__Problem statement__
Copy out all of the data below exactly, so that no word differs from the original.

[Saved entries]

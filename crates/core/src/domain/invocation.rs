// Typed arguments for Module::run

use std::collections::BTreeMap;

/// Query parameters forwarded to a remote command (ordered for stable URLs)
pub type Params = BTreeMap<String, String>;

/// What a caller asks a module to run
#[derive(Debug, Clone, PartialEq, Eq)]
pub enum Invocation {
    /// Launch a local process target; `detached` returns as soon as the launch is accepted
    Launch { detached: bool },
    /// Dispatch a named command to a remote endpoint
    Command { cmd: String, params: Params },
}

impl Invocation {
    pub fn launch(detached: bool) -> Self {
        Invocation::Launch { detached }
    }

    pub fn command(cmd: impl Into<String>, params: Params) -> Self {
        Invocation::Command {
            cmd: cmd.into(),
            params,
        }
    }

    /// Short label used in logs and errors
    pub fn kind(&self) -> &'static str {
        match self {
            Invocation::Launch { .. } => "launch",
            Invocation::Command { .. } => "command",
        }
    }
}
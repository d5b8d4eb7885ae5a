//! Remote modules against a throwaway HTTP endpoint

use std::sync::{Arc, Mutex};

use overseer_core::{scoped, Invocation, LatencySource, Module, Params, RemoteModule, Stage, SupervisorError};
use overseer_infra_http::{HttpClientConfig, ReqwestHttpClient};
use tokio::io::{AsyncReadExt, AsyncWriteExt};
use tokio::net::{TcpListener, TcpStream};

const PING_END_OFFSET: i64 = 500;

/// Minimal HTTP/1.1 endpoint recording request targets (`/path?query`)
struct TestEndpoint {
    port: u16,
    requests: Arc<Mutex<Vec<String>>>,
}

impl TestEndpoint {
    /// `/test_connection` answers `probe_status`; with 200 it echoes
    /// `ping_end = ping_start + PING_END_OFFSET`. Any other path answers 200.
    async fn start(probe_status: u16) -> Self {
        let listener = TcpListener::bind("127.0.0.1:0").await.unwrap();
        let port = listener.local_addr().unwrap().port();
        let requests = Arc::new(Mutex::new(Vec::new()));

        let recorded = requests.clone();
        tokio::spawn(async move {
            loop {
                let Ok((socket, _)) = listener.accept().await else {
                    break;
                };
                let recorded = recorded.clone();
                tokio::spawn(async move {
                    handle(socket, probe_status, recorded).await;
                });
            }
        });

        Self { port, requests }
    }

    fn module(&self) -> RemoteModule {
        let http = ReqwestHttpClient::new(HttpClientConfig::default()).unwrap();
        RemoteModule::new("http://127.0.0.1", self.port.to_string(), Arc::new(http))
            .with_commands(["ping"])
    }

    fn requests(&self) -> Vec<String> {
        self.requests.lock().unwrap().clone()
    }
}

async fn handle(mut socket: TcpStream, probe_status: u16, recorded: Arc<Mutex<Vec<String>>>) {
    let mut head = Vec::new();
    let mut buf = [0u8; 1024];
    while !head.windows(4).any(|w| w == b"\r\n\r\n") {
        match socket.read(&mut buf).await {
            Ok(0) | Err(_) => return,
            Ok(n) => head.extend_from_slice(&buf[..n]),
        }
    }

    let head = String::from_utf8_lossy(&head).to_string();
    let target = head
        .lines()
        .next()
        .and_then(|line| line.split_whitespace().nth(1))
        .unwrap_or_default()
        .to_string();
    recorded.lock().unwrap().push(target.clone());

    let (status, body) = if target.starts_with("/test_connection") {
        let ping_start: i64 = target
            .split(['?', '&'])
            .find_map(|pair| pair.strip_prefix("ping_start="))
            .and_then(|v| v.parse().ok())
            .unwrap_or_default();
        let body = serde_json::json!({ "ping_end": ping_start + PING_END_OFFSET }).to_string();
        (probe_status, body)
    } else {
        (200, "{}".to_string())
    };

    let response = format!(
        "HTTP/1.1 {} X\r\nContent-Type: application/json\r\nContent-Length: {}\r\nConnection: close\r\n\r\n{}",
        status,
        body.len(),
        body
    );
    let _ = socket.write_all(response.as_bytes()).await;
    let _ = socket.shutdown().await;
}

#[tokio::test]
async fn test_permitted_and_unpermitted_commands() {
    let endpoint = TestEndpoint::start(200).await;
    let mut module = endpoint.module();

    let mut params = Params::new();
    params.insert("level".to_string(), "2".to_string());

    assert!(module.run(Invocation::command("ping", params)).await.unwrap());
    assert!(!module
        .run(Invocation::command("shutdown", Params::new()))
        .await
        .unwrap());

    assert_eq!(endpoint.requests(), vec!["/ping?level=2".to_string()]);
}

#[tokio::test]
async fn test_check_connection_uses_server_ping_end() {
    let endpoint = TestEndpoint::start(200).await;
    let module = endpoint.module();

    let latency = module.check_connection(true).await.unwrap();

    assert_eq!(latency.source, LatencySource::Server);
    assert_eq!(latency.nanos, PING_END_OFFSET);

    let requests = endpoint.requests();
    assert_eq!(requests.len(), 1);
    assert!(requests[0].starts_with("/test_connection?"));
    assert!(requests[0].contains("notify=true"));
}

#[tokio::test]
async fn test_scope_probes_then_dispatches() {
    let endpoint = TestEndpoint::start(200).await;
    let mut module = endpoint.module();

    let dispatched = scoped(&mut module, |m| {
        Box::pin(async move {
            assert_eq!(m.stage(), Stage::Started);
            m.run(Invocation::command("ping", Params::new())).await
        })
    })
    .await
    .unwrap();

    assert!(dispatched);
    assert_eq!(module.stage(), Stage::Stopped);

    let requests = endpoint.requests();
    assert_eq!(requests.len(), 2);
    assert!(requests[0].starts_with("/test_connection?"));
    assert_eq!(requests[1], "/ping");
}

#[tokio::test]
async fn test_failed_probe_aborts_scope_entry() {
    let endpoint = TestEndpoint::start(503).await;
    let mut module = endpoint.module();

    let result = scoped(&mut module, |m| {
        Box::pin(async move { m.run(Invocation::command("ping", Params::new())).await })
    })
    .await;

    assert!(matches!(result, Err(SupervisorError::HttpStatus { status: 503, .. })));
    assert_eq!(endpoint.requests().len(), 1, "body must not run");
}

#[tokio::test]
async fn test_unreachable_endpoint_is_transport_error() {
    let port = {
        let listener = TcpListener::bind("127.0.0.1:0").await.unwrap();
        listener.local_addr().unwrap().port()
    };
    let http = ReqwestHttpClient::new(HttpClientConfig::default()).unwrap();
    let module = RemoteModule::new("http://127.0.0.1", port.to_string(), Arc::new(http));

    let err = module.check_connection(true).await.unwrap_err();

    assert!(matches!(err, SupervisorError::Transport(_)));
    assert!(err.is_remote_failure());
}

__Response to this task__
filename crates/core/src/domain/invocation.rs
// Typed arguments for Module::run

use std::collections::BTreeMap;

/// Query parameters forwarded to a remote command (ordered for stable URLs)
pub type Params = BTreeMap<String, String>;

/// What a caller asks a module to run
#[derive(Debug, Clone, PartialEq, Eq)]
pub enum Invocation {
    /// Launch a local process target; `detached` returns as soon as the launch is accepted
    Launch { detached: bool },
    /// Dispatch a named command to a remote endpoint
    Command { cmd: String, params: Params },
}

impl Invocation {
    pub fn launch(detached: bool) -> Self {
        Invocation::Launch { detached }
    }

    pub fn command(cmd: impl Into<String>, params: Params) -> Self {
        Invocation::Command {
            cmd: cmd.into(),
            params,
        }
    }

    /// Short label used in logs and errors
    pub fn kind(&self) -> &'static str {
        match self {
            Invocation::Launch { .. } => "launch",
            Invocation::Command { .. } => "command",
        }
    }
}
repository d5b8d4eb7885ae5a
//! Remote modules against a throwaway HTTP endpoint

use std::sync::{Arc, Mutex};

use overseer_core::{scoped, Invocation, LatencySource, Module, Params, RemoteModule, Stage, SupervisorError};
use overseer_infra_http::{HttpClientConfig, ReqwestHttpClient};
use tokio::io::{AsyncReadExt, AsyncWriteExt};
use tokio::net::{TcpListener, TcpStream};

const PING_END_OFFSET: i64 = 500;

/// Minimal HTTP/1.1 endpoint recording request targets (`/path?query`)
struct TestEndpoint {
    port: u16,
    requests: Arc<Mutex<Vec<String>>>,
}

impl TestEndpoint {
    /// `/test_connection` answers `probe_status`; with 200 it echoes
    /// `ping_end = ping_start + PING_END_OFFSET`. Any other path answers 200.
    async fn start(probe_status: u16) -> Self {
        let listener = TcpListener::bind("127.0.0.1:0").await.unwrap();
        let port = listener.local_addr().unwrap().port();
        let requests = Arc::new(Mutex::new(Vec::new()));

        let recorded = requests.clone();
        tokio::spawn(async move {
            loop {
                let Ok((socket, _)) = listener.accept().await else {
                    break;
                };
                let recorded = recorded.clone();
                tokio::spawn(async move {
                    handle(socket, probe_status, recorded).await;
                });
            }
        });

        Self { port, requests }
    }

    fn module(&self) -> RemoteModule {
        let http = ReqwestHttpClient::new(HttpClientConfig::default()).unwrap();
        RemoteModule::new("http://127.0.0.1", self.port.to_string(), Arc::new(http))
            .with_commands(["ping"])
    }

    fn requests(&self) -> Vec<String> {
        self.requests.lock().unwrap().clone()
    }
}

async fn handle(mut socket: TcpStream, probe_status: u16, recorded: Arc<Mutex<Vec<String>>>) {
    let mut head = Vec::new();
    let mut buf = [0u8; 1024];
    while !head.windows(4).any(|w| w == b"\r\n\r\n") {
        match socket.read(&mut buf).await {
            Ok(0) | Err(_) => return,
            Ok(n) => head.extend_from_slice(&buf[..n]),
        }
    }

    let head = String::from_utf8_lossy(&head).to_string();
    let target = head
        .lines()
        .next()
        .and_then(|line| line.split_whitespace().nth(1))
        .unwrap_or_default()
        .to_string();
    recorded.lock().unwrap().push(target.clone());

    let (status, body) = if target.starts_with("/test_connection") {
        let ping_start: i64 = target
            .split(['?', '&'])
            .find_map(|pair| pair.strip_prefix("ping_start="))
            .and_then(|v| v.parse().ok())
            .unwrap_or_default();
        let body = serde_json::json!({ "ping_end": ping_start + PING_END_OFFSET }).to_string();
        (probe_status, body)
    } else {
        (200, "{}".to_string())
    };

    let response = format!(
        "HTTP/1.1 {} X\r\nContent-Type: application/json\r\nContent-Length: {}\r\nConnection: close\r\n\r\n{}",
        status,
        body.len(),
        body
    );
    let _ = socket.write_all(response.as_bytes()).await;
    let _ = socket.shutdown().await;
}

#[tokio::test]
async fn test_permitted_and_unpermitted_commands() {
    let endpoint = TestEndpoint::start(200).await;
    let mut module = endpoint.module();

    let mut params = Params::new();
    params.insert("level".to_string(), "2".to_string());

    assert!(module.run(Invocation::command("ping", params)).await.unwrap());
    assert!(!module
        .run(Invocation::command("shutdown", Params::new()))
        .await
        .unwrap());

    assert_eq!(endpoint.requests(), vec!["/ping?level=2".to_string()]);
}

#[tokio::test]
async fn test_check_connection_uses_server_ping_end() {
    let endpoint = TestEndpoint::start(200).await;
    let module = endpoint.module();

    let latency = module.check_connection(true).await.unwrap();

    assert_eq!(latency.source, LatencySource::Server);
    assert_eq!(latency.nanos, PING_END_OFFSET);

    let requests = endpoint.requests();
    assert_eq!(requests.len(), 1);
    assert!(requests[0].starts_with("/test_connection?"));
    assert!(requests[0].contains("notify=true"));
}

#[tokio::test]
async fn test_scope_probes_then_dispatches() {
    let endpoint = TestEndpoint::start(200).await;
    let mut module = endpoint.module();

    let dispatched = scoped(&mut module, |m| {
        Box::pin(async move {
            assert_eq!(m.stage(), Stage::Started);
            m.run(Invocation::command("ping", Params::new())).await
        })
    })
    .await
    .unwrap();

    assert!(dispatched);
    assert_eq!(module.stage(), Stage::Stopped);

    let requests = endpoint.requests();
    assert_eq!(requests.len(), 2);
    assert!(requests[0].starts_with("/test_connection?"));
    assert_eq!(requests[1], "/ping");
}

#[tokio::test]
async fn test_failed_probe_aborts_scope_entry() {
    let endpoint = TestEndpoint::start(503).await;
    let mut module = endpoint.module();

    let result = scoped(&mut module, |m| {
        Box::pin(async move { m.run(Invocation::command("ping", Params::new())).await })
    })
    .await;

    assert!(matches!(result, Err(SupervisorError::HttpStatus { status: 503, .. })));
    assert_eq!(endpoint.requests().len(), 1, "body must not run");
}

#[tokio::test]
async fn test_unreachable_endpoint_is_transport_error() {
    let port = {
        let listener = TcpListener::bind("127.0.0.1:0").await.unwrap();
        listener.local_addr().unwrap().port()
    };
    let http = ReqwestHttpClient::new(HttpClientConfig::default()).unwrap();
    let module = RemoteModule::new("http://127.0.0.1", port.to_string(), Arc::new(http));

    let err = module.check_connection(true).await.unwrap_err();

    assert!(matches!(err, SupervisorError::Transport(_)));
    assert!(err.is_remote_failure());
}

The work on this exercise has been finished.